Richard Baker, joint head of composition, defines the department’s ethos as: “We don’t want anyone to feel obliged to write any particular kind of music. We want them to be free to experiment and find their own way.” In the case of Levi, who was working on pop songs rather than symphonies, they agreed it was in her best interests to follow her career. “I was really supported,” she says. “The teachers are really aware of everything that’s going on musically beyond western classical music. So I had an education through learning about all of that, and I was encouraged to indulge in the music I wanted to write.”

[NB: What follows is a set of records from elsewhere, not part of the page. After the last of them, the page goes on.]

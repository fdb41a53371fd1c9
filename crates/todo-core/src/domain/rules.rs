//! Rules - status / priority の遷移ルール
//!
//! 純粋関数のみ。ストアや時刻には触れません（service 層が read → rule → write を担う）。
//!
//! # 遷移表
//! | 操作               | active                 | completed              | archived              |
//! |--------------------|------------------------|------------------------|-----------------------|
//! | `toggle_completed` | → completed（p を保持） | → active（p を復元）    | no-op                 |
//! | `toggle_archived`  | → archived（p を保持）  | no-op                  | → active（p = TOP）    |
//!
//! archived からの復帰は「やり直し」扱いで priority を TOP に戻し、
//! completed からの復帰は「再開」扱いで元の priority を復元する。

use super::priority::Priority;
use super::state::TodoState;

/// Transition は toggle の結果
///
/// `from == to` の場合は no-op（その軸では適用できない toggle）。
#[derive(Debug, Clone, Copy, PartialEq, Eq)]
pub struct Transition {
    pub from: TodoState,
    pub to: TodoState,
}

impl Transition {
    fn noop(state: TodoState) -> Self {
        Self {
            from: state,
            to: state,
        }
    }

    pub fn is_noop(&self) -> bool {
        self.from == self.to
    }
}

/// Toggle は遷移させる軸
#[derive(Debug, Clone, Copy, PartialEq, Eq, Hash)]
pub enum Toggle {
    Completed,
    Archived,
}

impl Toggle {
    pub fn apply(self, state: TodoState) -> Transition {
        match self {
            Toggle::Completed => toggle_completed(state),
            Toggle::Archived => toggle_archived(state),
        }
    }

    pub fn as_str(self) -> &'static str {
        match self {
            Toggle::Completed => "completed",
            Toggle::Archived => "archived",
        }
    }
}

/// active ↔ completed を切り替える。archived は触らない。
pub fn toggle_completed(state: TodoState) -> Transition {
    let to = match state {
        TodoState::Active { priority } => TodoState::Completed {
            priority: Some(priority),
        },
        // 保留値がない場合（patch で直接 completed にされた等）は TOP から再開
        TodoState::Completed { priority } => TodoState::Active {
            priority: priority.unwrap_or(Priority::TOP),
        },
        TodoState::Archived { .. } => return Transition::noop(state),
    };
    Transition { from: state, to }
}

/// active ↔ archived を切り替える。completed は触らない。
pub fn toggle_archived(state: TodoState) -> Transition {
    let to = match state {
        TodoState::Active { priority } => TodoState::Archived {
            priority: Some(priority),
        },
        TodoState::Archived { .. } => TodoState::Active {
            priority: Priority::TOP,
        },
        TodoState::Completed { .. } => return Transition::noop(state),
    };
    Transition { from: state, to }
}

#[cfg(test)]
mod tests {
    use super::*;
    use rstest::rstest;

    fn p(value: i64) -> Priority {
        Priority::new(value).unwrap()
    }

    #[rstest]
    #[case::top(1)]
    #[case::middle(2)]
    #[case::low(17)]
    fn completed_round_trip_restores_priority(#[case] value: i64) {
        let start = TodoState::active(p(value));
        let once = toggle_completed(start);
        assert_eq!(once.to, TodoState::Completed { priority: Some(p(value)) });

        let twice = toggle_completed(once.to);
        assert_eq!(twice.to, start);
    }

    #[rstest]
    #[case::top(1)]
    #[case::middle(2)]
    #[case::low(17)]
    fn archived_round_trip_resets_priority(#[case] value: i64) {
        let start = TodoState::active(p(value));
        let once = toggle_archived(start);
        assert_eq!(once.to, TodoState::Archived { priority: Some(p(value)) });

        let twice = toggle_archived(once.to);
        assert_eq!(twice.to, TodoState::active(Priority::TOP));
    }

    #[rstest]
    #[case::with_priority(Some(3))]
    #[case::without_priority(None)]
    fn toggle_completed_on_archived_is_noop(#[case] priority: Option<i64>) {
        let state = TodoState::Archived {
            priority: priority.map(p),
        };
        let t = toggle_completed(state);
        assert!(t.is_noop());
        assert_eq!(t.to, state);
    }

    #[rstest]
    #[case::with_priority(Some(3))]
    #[case::without_priority(None)]
    fn toggle_archived_on_completed_is_noop(#[case] priority: Option<i64>) {
        let state = TodoState::Completed {
            priority: priority.map(p),
        };
        let t = toggle_archived(state);
        assert!(t.is_noop());
        assert_eq!(t.to, state);
    }

    #[test]
    fn completed_without_suspended_priority_resumes_at_top() {
        let t = toggle_completed(TodoState::Completed { priority: None });
        assert_eq!(t.to, TodoState::active(Priority::TOP));
        assert!(!t.is_noop());
    }

    #[test]
    fn toggle_enum_dispatches() {
        let start = TodoState::active(p(4));
        assert_eq!(Toggle::Completed.apply(start), toggle_completed(start));
        assert_eq!(Toggle::Archived.apply(start), toggle_archived(start));
        assert_eq!(Toggle::Archived.as_str(), "archived");
    }

    #[test]
    fn transition_records_origin() {
        let start = TodoState::active(p(2));
        let t = toggle_archived(start);
        assert_eq!(t.from, start);
        assert!(!t.is_noop());
    }
}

Levi’s story is one that all Guildhall graduates want to emulate: getting paid to make the music they want to make. You can sense it in the commitment and intensity of 28-year-old soprano Rhona McKail’s performance as the female lead in a rarely heard comic opera by Bohuslav MartinuËš. It’s her final performance on the opera course, and one she hopes will be the catalyst for a soprano career. “I know I’ve got something valuable to offer,” says McKail, who’s from Prestwick in Ayrshire. “It’s just a question of where it’s going to go. I’m really happy to be leaving Guildhall now. After this term and these performances, I feel prepared. I’ve learned so much in terms of my confidence – in thinking yes, I’m worth it.”

In the 14 years since he graduated from the Guildhall, singer Toby Spence hasn’t stopped working, going on to become one of the world’s most sought-after tenors. Why shouldn’t it all work out for McKail? The odds may be stacked against her, and most of the college’s students. But if they can make their time in the dream factory work for them, anything is possible. “When you get here,” says McKail, “you look round at everyone else and think, ‘I’m crap!’ But it’s all come together in the last few months. Four years on, I now feel that my voice is ready.”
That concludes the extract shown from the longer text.